Caesarius' brother was St. Gregory of Nazianzen, a close friend of St. Basil. Besides being a saint, Gregory is an important writer from the early Church. His books are still read today.
Both Caesarius and Gregory received an excellent education. But while Gregory wanted to be a priest, Caesarius wanted to be a medical doctor. Both went to the schools that would help them carry out their goals.
Caesarius completed his studies in medicine at Constantinople. He soon became a well-known and trusted doctor. In fact, Emperor Constantius, who lived in Constantinople, wanted Caesarius to be his personal physician. Caesarius thanked the emperor but gently refused. He wanted to go back to Nazianzen, his home city.
Some time later, however, Caesarius was again called to serve the emperor at Constantinople. This time the emperor was Julian the apostate. An apostate was someone who gave up his Christian faith and Julian was against the Christians.
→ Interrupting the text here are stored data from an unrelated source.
//! Draw commands emitted by the layout engine.
//!
//! Commands are plain data so the same layout can be drawn on the ST7789
//! framebuffer, shipped across a channel to the simulator window, or
//! inspected by tests.

use embedded_graphics::{
    pixelcolor::Rgb565,
    prelude::{Point, Size},
};
use heapless::String;

/// Longest text a single command carries.
pub const LABEL_LEN: usize = 16;

pub type Label = String<LABEL_LEN>;

#[derive(Clone, Copy, Debug, PartialEq, Eq)]
#[cfg_attr(feature = "defmt", derive(defmt::Format))]
pub enum TextSize {
    Value,
    Medium,
    Small,
    Label,
}

#[derive(Clone, Copy, Debug, PartialEq, Eq)]
#[cfg_attr(feature = "defmt", derive(defmt::Format))]
pub enum Align {
    Left,
    Center,
    Right,
}

/// Glyphs drawn from primitives by [`crate::render::icons`].
#[derive(Clone, Copy, Debug, PartialEq, Eq)]
#[cfg_attr(feature = "defmt", derive(defmt::Format))]
pub enum Icon {
    Sun,
    PartialCloud,
    Cloud,
    Plug,
    Zap,
    ArrowUp,
    ArrowDown,
    Bin,
}

#[derive(Clone, Debug, PartialEq)]
pub enum DrawCommand {
    Clear(Rgb565),
    FillRect {
        top_left: Point,
        size: Size,
        color: Rgb565,
    },
    OutlineRect {
        top_left: Point,
        size: Size,
        color: Rgb565,
    },
    Line {
        start: Point,
        end: Point,
        color: Rgb565,
    },
    Circle {
        center: Point,
        diameter: u32,
        color: Rgb565,
        filled: bool,
    },
    /// Filled regular polygon, see [`crate::geometry::polygon_vertices`].
    Polygon {
        center: Point,
        sides: u8,
        radius: u32,
        rotation_deg: i32,
        color: Rgb565,
    },
    Text {
        text: Label,
        position: Point,
        size: TextSize,
        align: Align,
        color: Rgb565,
    },
    Icon {
        icon: Icon,
        center: Point,
        color: Rgb565,
    },
}

impl DrawCommand {
    /// Text command; text beyond [`LABEL_LEN`] is cut.
    pub fn text(
        text: &str,
        position: Point,
        size: TextSize,
        align: Align,
        color: Rgb565,
    ) -> Self {
        Self::Text { text: crate::reading::bounded(text), position, size, align, color }
    }
}

/// Receiver of draw commands, in drawing order.
pub trait CommandSink {
    fn emit(
        &mut self,
        command: DrawCommand,
    );
}

/// Fixed capacity batch. Commands past the capacity are dropped.
impl<const N: usize> CommandSink for heapless::Vec<DrawCommand, N> {
    fn emit(
        &mut self,
        command: DrawCommand,
    ) {
        self.push(command).ok();
    }
}

#[cfg(feature = "alloc")]
impl CommandSink for alloc::vec::Vec<DrawCommand> {
    fn emit(
        &mut self,
        command: DrawCommand,
    ) {
        self.push(command);
    }
}

impl<S: CommandSink + ?Sized> CommandSink for &mut S {
    fn emit(
        &mut self,
        command: DrawCommand,
    ) {
        (**self).emit(command);
    }
}
impl Timestamp {
    pub fn new(text: &str) -> Self { Self(bounded(text)) }

    /// Sentinel held by the snapshot store before the first full refresh.
    pub fn never() -> Self { Self::new("0") }

    pub fn as_str(&self) -> &str { self.0.as_str() }

    pub fn is_empty(&self) -> bool { self.0.is_empty() }

    fn time_part(&self) -> Option<&str> { self.0.split_once('T').map(|(_, time)| time) }

    /// The two hour characters after `T`, if both are ASCII digits.
    pub fn hour(&self) -> Option<&str> {
        let hour = self.time_part()?.get(..2)?;
        hour.bytes().all(|b| b.is_ascii_digit()).then_some(hour)
    }

    /// `HH:MM` for the clock widget: the first five characters after `T`.
    pub fn clock(&self) -> Option<&str> {
        let time = self.time_part()?;
        Some(time.get(..5).unwrap_or(time))
    }
}

impl fmt::Display for Timestamp {
    fn fmt(
        &self,
        f: &mut fmt::Formatter<'_>,
    ) -> fmt::Result {
        f.write_str(self.as_str())
    }
}

// =============================================================================
// Validated Reading
// =============================================================================

/// Sanitized telemetry. Numeric fields are finite, everything else typed.
#[derive(Clone, Debug, Default, PartialEq)]
pub struct ValidatedReading {
    pub grid_in: f64,
    pub solar_in: f64,
    pub power_used: f64,
    pub battery_per: f64,
    pub solar_today: f64,
    pub export_today: f64,
    pub grid_in_today: f64,
    pub cur_rate: f64,
    pub car_charging: Option<CarCharging>,
    pub solis_charging: Option<Switch>,
    pub solis_discharging: Option<Switch>,
    pub power_up: Option<Switch>,
    pub presence: String<TEXT_LEN>,
    pub timestamp: Timestamp,
    pub bins: Option<String<TEXT_LEN>>,
}

impl ValidatedReading {
    pub const fn numeric(
        &self,
        field: NumericField,
    ) -> f64 {
        match field {
            NumericField::GridIn => self.grid_in,
            NumericField::SolarIn => self.solar_in,
            NumericField::PowerUsed => self.power_used,
            NumericField::BatteryPer => self.battery_per,
            NumericField::SolarToday => self.solar_today,
            NumericField::ExportToday => self.export_today,
            NumericField::GridInToday => self.grid_in_today,
            NumericField::CurRate => self.cur_rate,
        }
    }

    pub const fn numeric_mut(
        &mut self,
        field: NumericField,
    ) -> &mut f64 {
        match field {
            NumericField::GridIn => &mut self.grid_in,
            NumericField::SolarIn => &mut self.solar_in,
            NumericField::PowerUsed => &mut self.power_used,
            NumericField::BatteryPer => &mut self.battery_per,
            NumericField::SolarToday => &mut self.solar_today,
            NumericField::ExportToday => &mut self.export_today,
            NumericField::GridInToday => &mut self.grid_in_today,
            NumericField::CurRate => &mut self.cur_rate,
        }
    }

    /// Battery percentage truncated toward zero, as used by the trend.
    pub fn battery_whole(&self) -> i32 { self.battery_per as i32 }

    pub const fn is_boost(&self) -> bool { matches!(self.power_up, Some(Switch::On)) }

    /// Convert back into a raw map. Sanitizing the result yields `self`.
    pub fn to_raw(&self) -> RawReading {
        let mut raw = RawReading::new();
        for field in NumericField::ALL {
            raw.insert(field.key(), RawValue::Number(self.numeric(field)));
        }
        let optional = |value: Option<&'static str>| value.map_or(RawValue::Null, RawValue::text);
        raw.insert(CAR_CHARGING, optional(self.car_charging.map(CarCharging::as_str)));
        raw.insert(SOLIS_CHARGING, optional(self.solis_charging.map(Switch::as_str)));
        raw.insert(SOLIS_DISCHARGING, optional(self.solis_discharging.map(Switch::as_str)));
        raw.insert(POWER_UP, optional(self.power_up.map(Switch::as_str)));
        raw.insert(PRESENCE, RawValue::text(&self.presence));
        let timestamp = if self.timestamp.is_empty() { RawValue::Null } else { RawValue::text(self.timestamp.as_str()) };
        raw.insert(TIMESTAMP, timestamp);
        if let Some(bins) = &self.bins {
            raw.insert(BINS, RawValue::text(bins));
        }
        raw
    }
}
//! Executes draw commands on an embedded-graphics target.
//!
//! [`Canvas`] is the [`CommandSink`] used on hardware: it draws every command
//! straight into the framebuffer as it is emitted. The simulator collects
//! commands first and replays them with [`execute`] on its own thread.

pub mod icons;

use embedded_graphics::{
    mono_font::MonoTextStyle,
    pixelcolor::Rgb565,
    prelude::*,
    primitives::{Circle, Line, PrimitiveStyle, Rectangle, Triangle},
    text::Text,
};

use crate::{
    geometry,
    layout::{CommandSink, DrawCommand},
    styles,
};

/// Filled regular polygon as a triangle fan around the first vertex.
pub fn fill_polygon<D>(
    display: &mut D,
    center: Point,
    sides: u8,
    radius: u32,
    rotation_deg: i32,
    color: Rgb565,
) where
    D: DrawTarget<Color = Rgb565>,
{
    let vertices = geometry::polygon_vertices(center, sides, radius, rotation_deg);
    let style = PrimitiveStyle::with_fill(color);
    let Some((&first, rest)) = vertices.split_first() else {
        return;
    };
    for pair in rest.windows(2) {
        Triangle::new(first, pair[0], pair[1]).into_styled(style).draw(display).ok();
    }
}

/// Draw one command.
pub fn execute<D>(
    display: &mut D,
    command: &DrawCommand,
) where
    D: DrawTarget<Color = Rgb565>,
{
    match command {
        DrawCommand::Clear(color) => {
            display.clear(*color).ok();
        }
        DrawCommand::FillRect { top_left, size, color } => {
            Rectangle::new(*top_left, *size).into_styled(PrimitiveStyle::with_fill(*color)).draw(display).ok();
        }
        DrawCommand::OutlineRect { top_left, size, color } => {
            Rectangle::new(*top_left, *size).into_styled(PrimitiveStyle::with_stroke(*color, 1)).draw(display).ok();
        }
        DrawCommand::Line { start, end, color } => {
            Line::new(*start, *end).into_styled(PrimitiveStyle::with_stroke(*color, 1)).draw(display).ok();
        }
        DrawCommand::Circle { center, diameter, color, filled } => {
            let style = if *filled { PrimitiveStyle::with_fill(*color) } else { PrimitiveStyle::with_stroke(*color, 1) };
            Circle::with_center(*center, *diameter).into_styled(style).draw(display).ok();
        }
        DrawCommand::Polygon { center, sides, radius, rotation_deg, color } => {
            fill_polygon(display, *center, *sides, *radius, *rotation_deg, *color);
        }
        DrawCommand::Text { text, position, size, align, color } => {
            let style = MonoTextStyle::new(styles::font(*size), *color);
            Text::with_text_style(text, *position, style, styles::text_style(*align)).draw(display).ok();
        }
        DrawCommand::Icon { icon, center, color } => icons::draw_icon(display, *icon, *center, *color),
    }
}

/// Command sink that draws immediately.
pub struct Canvas<'a, D> {
    display: &'a mut D,
}

impl<'a, D> Canvas<'a, D>
where
    D: DrawTarget<Color = Rgb565>,
{
    pub fn new(display: &'a mut D) -> Self { Self { display } }
}

impl<D> CommandSink for Canvas<'_, D>
where
    D: DrawTarget<Color = Rgb565>,
{
    fn emit(
        &mut self,
        command: DrawCommand,
    ) {
        execute(self.display, &command);
    }
}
But he was willing to excuse Caesarius, since he was such a good doctor. Julian tried to charm the doctor into giving up his faith. Caesarius was offered high positions, bribes and many good things if he did. Caesarius' father and brother advised him not to accept the offers. They asked him to return home to practice medicine instead.
In 368, Caesarius was almost killed in an earthquake. He escaped unharmed but was badly shaken by the incident. He felt that God was telling him to live a life of prayer away from the noise and flattery of the court.
Caesarius gave away all his belongings to the poor and began to live a quiet, prayerful life. One year later St. Caesarius died and at his funeral the sermon was preached by his brother, St. Gregory.